*** Block opens ***

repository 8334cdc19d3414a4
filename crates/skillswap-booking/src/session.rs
//! Booking lifecycle: `Pending -> Confirmed -> Completed`, with `Cancelled`
//! reachable from either open state.
//!
//! Everything here is pure: checks run against a snapshot of the session
//! before any ledger or storage call, so a rejected action never mutates
//! anything.

use chrono::{DateTime, Duration, SubsecRound, Utc};
use uuid::Uuid;

use skillswap_types::models::{Session, SessionStatus};

use crate::error::{BookingError, Result};

/// Who is driving a transition.
#[derive(Debug, Clone, Copy, PartialEq, Eq)]
pub enum Actor {
    User(Uuid),
    /// Background sweeper acting on timeouts and elapsed sessions
    System,
}

#[derive(Debug, Clone, Copy, PartialEq, Eq)]
pub enum SessionAction {
    Confirm,
    Cancel,
    Complete,
    Reschedule,
}

impl SessionAction {
    pub fn as_str(&self) -> &'static str {
        match self {
            Self::Confirm => "confirm",
            Self::Cancel => "cancel",
            Self::Complete => "complete",
            Self::Reschedule => "reschedule",
        }
    }
}

/// Student-supplied booking request.
#[derive(Debug, Clone)]
pub struct NewSession {
    pub teacher_id: Uuid,
    pub skill_id: Uuid,
    pub scheduled_start: DateTime<Utc>,
    pub scheduled_end: DateTime<Utc>,
    pub credits_per_hour: i64,
}

/// Build a `Pending` session, validating the request.
pub fn new_session(student_id: Uuid, req: NewSession, now: DateTime<Utc>) -> Result<Session> {
    if student_id == req.teacher_id {
        return Err(BookingError::Validation(
            "cannot book a session with yourself".into(),
        ));
    }
    if req.credits_per_hour < 1 {
        return Err(BookingError::Validation(
            "credits per hour must be at least 1".into(),
        ));
    }
    let (start, end, now) = (storable(req.scheduled_start), storable(req.scheduled_end), storable(now));
    validate_schedule(start, end, now)?;

    Ok(Session {
        id: Uuid::new_v4(),
        student_id,
        teacher_id: req.teacher_id,
        skill_id: req.skill_id,
        scheduled_start: start,
        scheduled_end: end,
        status: SessionStatus::Pending,
        credits_per_hour: req.credits_per_hour,
        reservation_id: None,
        created_at: now,
        updated_at: now,
    })
}

/// Millisecond precision, matching what storage keeps.
pub fn storable(t: DateTime<Utc>) -> DateTime<Utc> {
    t.trunc_subsecs(3)
}

/// `start < end`, and `start` strictly after `earliest_start`.
pub fn validate_schedule(
    start: DateTime<Utc>,
    end: DateTime<Utc>,
    earliest_start: DateTime<Utc>,
) -> Result<()> {
    if start >= end {
        return Err(BookingError::Validation(
            "session must start before it ends".into(),
        ));
    }
    if start <= earliest_start {
        return Err(BookingError::Validation(format!(
            "session must start after {}",
            earliest_start.to_rfc3339()
        )));
    }
    Ok(())
}

/// Reschedules must keep a minimum lead time from now.
pub fn validate_reschedule(
    start: DateTime<Utc>,
    end: DateTime<Utc>,
    now: DateTime<Utc>,
    buffer: Duration,
) -> Result<()> {
    if start < now + buffer {
        return Err(BookingError::Validation(format!(
            "rescheduled session must start at least {} minutes from now",
            buffer.num_minutes()
        )));
    }
    validate_schedule(start, end, now)
}

/// The status an action leads to, or `None` if it is not allowed from `from`.
pub fn next_status(from: SessionStatus, action: SessionAction) -> Option<SessionStatus> {
    use SessionAction::*;
    use SessionStatus::*;

    match (from, action) {
        (Pending, Confirm) => Some(Confirmed),
        (Pending | Confirmed, Cancel) => Some(Cancelled),
        (Confirmed, Complete) => Some(Completed),
        (Pending | Confirmed, Reschedule) => Some(from),
        _ => None,
    }
}

/// Check that `actor` may perform `action` on `session` at `now`. Returns
/// the resulting status.
pub fn check_transition(
    session: &Session,
    action: SessionAction,
    actor: Actor,
    now: DateTime<Utc>,
) -> Result<SessionStatus> {
    authorize(session, action, actor)?;

    let next = next_status(session.status, action).ok_or(BookingError::InvalidStateTransition {
        entity: "session",
        from: session.status.as_str(),
        action: action.as_str(),
    })?;

    if action == SessionAction::Complete && now < session.scheduled_end {
        return Err(BookingError::Validation(
            "session cannot be completed before its scheduled end".into(),
        ));
    }

    Ok(next)
}

fn authorize(session: &Session, action: SessionAction, actor: Actor) -> Result<()> {
    let allowed = match (action, actor) {
        (_, Actor::User(user_id)) if !session.is_participant(user_id) => false,
        (SessionAction::Confirm, Actor::User(user_id)) => user_id == session.teacher_id,
        (SessionAction::Confirm, Actor::System) => false,
        (SessionAction::Cancel, _) => true,
        (SessionAction::Complete, Actor::User(user_id)) => user_id == session.teacher_id,
        (SessionAction::Complete, Actor::System) => true,
        (SessionAction::Reschedule, Actor::User(_)) => true,
        (SessionAction::Reschedule, Actor::System) => false,
    };

    if allowed {
        Ok(())
    } else {
        Err(BookingError::Unauthorized(format!(
            "only {} may {} this session",
            match action {
                SessionAction::Confirm | SessionAction::Complete => "the teacher",
                SessionAction::Cancel | SessionAction::Reschedule => "a participant",
            },
            action.as_str()
        )))
    }
}
use thiserror::Error;
use uuid::Uuid;

/// Everything a booking or ledger operation can fail with. Validation and
/// state-machine errors are raised before any mutation.
#[derive(Debug, Error)]
pub enum BookingError {
    #[error("insufficient balance: user {user_id} has {balance} credits, {required} required")]
    InsufficientBalance {
        user_id: Uuid,
        balance: i64,
        required: i64,
    },

    #[error("cannot {action} a {from} {entity}")]
    InvalidStateTransition {
        entity: &'static str,
        from: &'static str,
        action: &'static str,
    },

    #[error("{0} not found")]
    NotFound(String),

    #[error("not permitted: {0}")]
    Unauthorized(String),

    #[error("invalid request: {0}")]
    Validation(String),

    #[error("storage temporarily unavailable: {0}")]
    TransientStore(String),

    #[error("internal error: {0}")]
    Internal(String),
}

impl BookingError {
    /// Only transient storage failures are worth retrying.
    pub fn is_retryable(&self) -> bool {
        matches!(self, Self::TransientStore(_))
    }
}

impl From<anyhow::Error> for BookingError {
    fn from(err: anyhow::Error) -> Self {
        if skillswap_db::is_transient(&err) {
            Self::TransientStore(err.to_string())
        } else {
            Self::Internal(format!("{:#}", err))
        }
    }
}

pub type Result<T> = std::result::Result<T, BookingError>;

#[cfg(test)]
mod tests {
    use super::*;

    #[test]
    fn store_errors_are_classified() {
        let busy = rusqlite_busy();
        assert!(BookingError::from(busy).is_retryable());

        let other = BookingError::from(anyhow::anyhow!("disk on fire"));
        assert!(matches!(other, BookingError::Internal(_)));
        assert!(!other.is_retryable());
    }

    #[test]
    fn transition_error_reads_naturally() {
        let err = BookingError::InvalidStateTransition {
            entity: "session",
            from: "cancelled",
            action: "confirm",
        };
        assert_eq!(err.to_string(), "cannot confirm a cancelled session");
    }

    fn rusqlite_busy() -> anyhow::Error {
        rusqlite::Error::SqliteFailure(
            rusqlite::ffi::Error::new(rusqlite::ffi::SQLITE_BUSY),
            Some("database is locked".into()),
        )
        .into()
    }
}
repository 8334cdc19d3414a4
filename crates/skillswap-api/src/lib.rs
pub mod auth;
pub mod credits;
pub mod error;
pub mod messages;
pub mod middleware;
pub mod presence;
pub mod sessions;
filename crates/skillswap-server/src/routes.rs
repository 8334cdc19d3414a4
use axum::{
    Router,
    extract::{Query, State, WebSocketUpgrade},
    http::StatusCode,
    middleware,
    response::IntoResponse,
    routing::{get, post},
};
use serde::Deserialize;
use tower_http::cors::CorsLayer;
use tower_http::trace::TraceLayer;
use tracing::debug;

use skillswap_api::auth::{self, AppState};
use skillswap_api::middleware::{decode_token, require_auth};
use skillswap_api::{credits, messages, presence, sessions};
use skillswap_gateway::connection;

#[derive(Debug, Deserialize)]
pub struct GatewayQuery {
    token: Option<String>,
}

pub fn build_router(state: AppState) -> Router {
    let public_routes = Router::new()
        .route("/auth/register", post(auth::register))
        .route("/auth/login", post(auth::login))
        .with_state(state.clone());

    let protected_routes = Router::new()
        .route(
            "/sessions",
            get(sessions::list_sessions).post(sessions::create_session),
        )
        .route("/sessions/{session_id}", get(sessions::get_session))
        .route("/sessions/{session_id}/confirm", post(sessions::confirm_session))
        .route("/sessions/{session_id}/cancel", post(sessions::cancel_session))
        .route("/sessions/{session_id}/complete", post(sessions::complete_session))
        .route("/sessions/{session_id}/reschedule", post(sessions::reschedule_session))
        .route("/credits/balance", get(credits::get_balance))
        .route("/credits/transactions", get(credits::list_transactions))
        .route("/messages", post(messages::send_message))
        .route("/messages/{message_id}/read", post(messages::mark_read))
        .route("/conversations/{peer_id}/messages", get(messages::get_conversation))
        .route("/presence/online", get(presence::list_online))
        .layer(middleware::from_fn_with_state(state.clone(), require_auth))
        .with_state(state.clone());

    let ws_route = Router::new()
        .route("/gateway", get(ws_upgrade))
        .with_state(state);

    Router::new()
        .merge(public_routes)
        .merge(protected_routes)
        .merge(ws_route)
        .layer(CorsLayer::permissive())
        .layer(TraceLayer::new_for_http())
}

/// Browsers cannot set headers on a WebSocket handshake, so the token rides
/// in the query string.
async fn ws_upgrade(
    State(state): State<AppState>,
    Query(query): Query<GatewayQuery>,
    ws: WebSocketUpgrade,
) -> impl IntoResponse {
    let Some(claims) = query
        .token
        .as_deref()
        .and_then(|token| decode_token(&state.jwt_secret, token))
    else {
        debug!("Rejected gateway upgrade with missing or invalid token");
        return StatusCode::UNAUTHORIZED.into_response();
    };

    let registry = state.registry.clone();
    let identity = claims.identity();
    ws.on_upgrade(move |socket| connection::handle_connection(socket, registry, identity))
        .into_response()
}
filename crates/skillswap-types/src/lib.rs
pub mod api;
pub mod events;
pub mod models;
//! SIMD-accelerated decode kernel using the `wide` crate.
//!
//! Geometry for eight anchors is gathered column-wise into `f32x8` lanes and
//! decoded together. Class argmax stays scalar. Rows left over after the last
//! full block go through the scalar path.

use crate::candidate::detection::Detection;
use crate::decode::CoordScale;
use crate::kernel::scalar::ScalarKernel;
use crate::kernel::DecodeKernel;
use crate::tensor::ChannelLayout;
use crate::util::math::argmax_first;
use wide::f32x8;

const LANES: usize = 8;

/// Gathers geometry channel `channel` of eight consecutive rows.
#[inline]
fn gather(block: &[f32], stride: usize, channel: usize) -> f32x8 {
    let mut lanes = [0.0f32; LANES];
    for (lane, value) in lanes.iter_mut().enumerate() {
        *value = block[lane * stride + channel];
    }
    f32x8::from(lanes)
}

/// Kernel decoding anchors eight at a time.
pub struct SimdKernel;

impl SimdKernel {
    fn decode_block(
        block: &[f32],
        layout: ChannelLayout,
        scale: CoordScale,
        out: &mut Vec<Detection>,
    ) {
        let stride = layout.channels();
        let off = layout.offsets();
        let anchor = layout.anchor();
        let var = layout.variances();

        let dcx = gather(block, stride, off);
        let dcy = gather(block, stride, off + 1);
        let dw = gather(block, stride, off + 2);
        let dh = gather(block, stride, off + 3);
        let acx = gather(block, stride, anchor);
        let acy = gather(block, stride, anchor + 1);
        let aw = gather(block, stride, anchor + 2);
        let ah = gather(block, stride, anchor + 3);
        let vcx = gather(block, stride, var);
        let vcy = gather(block, stride, var + 1);
        let vw = gather(block, stride, var + 2);
        let vh = gather(block, stride, var + 3);

        let cx = dcx * vcx * aw + acx;
        let cy = dcy * vcy * ah + acy;
        let half_w = (dw * vw).exp() * aw * f32x8::splat(0.5);
        let half_h = (dh * vh).exp() * ah * f32x8::splat(0.5);

        let sx = f32x8::splat(scale.x);
        let sy = f32x8::splat(scale.y);
        let xmin = ((cx - half_w) * sx).to_array();
        let ymin = ((cy - half_h) * sy).to_array();
        let xmax = ((cx + half_w) * sx).to_array();
        let ymax = ((cy + half_h) * sy).to_array();

        for lane in 0..LANES {
            let row = &block[lane * stride..(lane + 1) * stride];
            let (class_id, confidence) = argmax_first(&row[..layout.n_classes()]);
            out.push(Detection {
                class_id,
                confidence,
                xmin: xmin[lane],
                ymin: ymin[lane],
                xmax: xmax[lane],
                ymax: ymax[lane],
            });
        }
    }
}

impl DecodeKernel for SimdKernel {
    fn decode_row(row: &[f32], layout: ChannelLayout, scale: CoordScale) -> Detection {
        ScalarKernel::decode_row(row, layout, scale)
    }

    fn decode_rows_into(
        rows: &[f32],
        layout: ChannelLayout,
        scale: CoordScale,
        out: &mut Vec<Detection>,
    ) {
        let stride = layout.channels();
        out.reserve(rows.len() / stride);

        let mut blocks = rows.chunks_exact(stride * LANES);
        for block in blocks.by_ref() {
            Self::decode_block(block, layout, scale, out);
        }
        for row in blocks.remainder().chunks_exact(stride) {
            out.push(ScalarKernel::decode_row(row, layout, scale));
        }
    }
}
use detdecode::lowlevel::{decode_candidates, ScalarKernel};
use detdecode::{CoordScale, DecodeConfig, Decoder, PredictionView};
use criterion::{criterion_group, criterion_main, Criterion};
use std::hint::black_box;

/// Anchors of an SSD300 head.
const N_BOXES: usize = 8732;
/// 20 VOC classes plus background.
const N_CLASSES: usize = 21;
const CHANNELS: usize = N_CLASSES + 12;

fn make_predictions(batch: usize) -> Vec<f32> {
    let mut data = Vec::with_capacity(batch * N_BOXES * CHANNELS);
    for b in 0..batch {
        for i in 0..N_BOXES {
            let seed = (i * 31 + b * 17) % 97;
            for c in 0..N_CLASSES {
                let score = if c == seed % N_CLASSES { 0.6 } else { 0.02 };
                data.push(if seed % 5 == 0 && c == 0 { 0.9 } else { score });
            }
            let t = i as f32;
            data.extend_from_slice(&[
                (t * 0.13).sin(),
                (t * 0.07).cos(),
                0.3 * (t * 0.05).sin(),
                0.3 * (t * 0.03).cos(),
                ((i % 38) as f32 + 0.5) / 38.0,
                ((i / 38 % 38) as f32 + 0.5) / 38.0,
                0.1,
                0.1,
                0.1,
                0.1,
                0.2,
                0.2,
            ]);
        }
    }
    data
}

fn bench_decoder(c: &mut Criterion) {
    let batch = 8;
    let data = make_predictions(batch);
    let view = PredictionView::new(&data, batch, N_BOXES, CHANNELS).unwrap();

    let decoder = Decoder::new(DecodeConfig::for_image(300.0, 300.0)).unwrap();
    c.bench_function("decode_batch_ssd300_b8", |b| {
        b.iter(|| black_box(decoder.decode_batch(view).unwrap()));
    });

    let image = view.image(0).unwrap();
    c.bench_function("decode_candidates_scalar", |b| {
        b.iter(|| {
            black_box(decode_candidates::<ScalarKernel>(
                image,
                view.layout(),
                CoordScale::IDENTITY,
                0.01,
            ))
        });
    });

    if cfg!(feature = "rayon") {
        let decoder_par = Decoder::new(DecodeConfig {
            parallel: true,
            ..DecodeConfig::for_image(300.0, 300.0)
        })
        .unwrap();
        c.bench_function("decode_batch_ssd300_b8_parallel", |b| {
            b.iter(|| black_box(decoder_par.decode_batch(view).unwrap()));
        });
    }
}

criterion_group!(benches, bench_decoder);
criterion_main!(benches);
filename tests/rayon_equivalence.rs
#![cfg(feature = "rayon")]

use detdecode::{DecodeConfig, Decoder};
use rand::rngs::StdRng;
use rand::{Rng, SeedableRng};

const CHANNELS: usize = 6 + 12;

fn make_predictions(batch: usize, n_boxes: usize) -> Vec<f32> {
    let mut rng = StdRng::seed_from_u64(1234);
    let mut data = Vec::with_capacity(batch * n_boxes * CHANNELS);
    for _ in 0..batch * n_boxes {
        for _ in 0..6 {
            data.push(rng.random_range(0.0f32..1.0));
        }
        for _ in 0..4 {
            data.push(rng.random_range(-1.0f32..1.0));
        }
        data.push(rng.random_range(0.0f32..1.0));
        data.push(rng.random_range(0.0f32..1.0));
        data.push(rng.random_range(0.05f32..0.3));
        data.push(rng.random_range(0.05f32..0.3));
        data.extend_from_slice(&[0.1, 0.1, 0.2, 0.2]);
    }
    data
}

#[test]
fn parallel_matches_sequential() {
    let batch = 6;
    let n_boxes = 3000;
    let data = make_predictions(batch, n_boxes);

    let base = DecodeConfig {
        confidence_thresh: 0.5,
        top_k: 100,
        ..DecodeConfig::for_image(300.0, 300.0)
    };
    let seq = Decoder::new(DecodeConfig {
        parallel: false,
        ..base.clone()
    })
    .unwrap();
    let par = Decoder::new(DecodeConfig {
        parallel: true,
        ..base
    })
    .unwrap();

    let seq_out = seq.decode_flat(&data, batch, n_boxes, CHANNELS).unwrap();
    let par_out = par.decode_flat(&data, batch, n_boxes, CHANNELS).unwrap();

    assert_eq!(seq_out.shape(), [batch, 100, 6]);
    assert_eq!(seq_out, par_out);
    for idx in 0..batch {
        assert!(seq_out.real_detections(idx).count() > 0);
    }
}

#[test]
fn decoder_is_shared_across_threads() {
    fn assert_send_sync<T: Send + Sync>() {}
    assert_send_sync::<Decoder>();
}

*** Block closes ***

_Problem requirements_
What is the number of lines in the listing above that hold "Duration"? Respond with that number and nothing else.

_Reply to the task_
2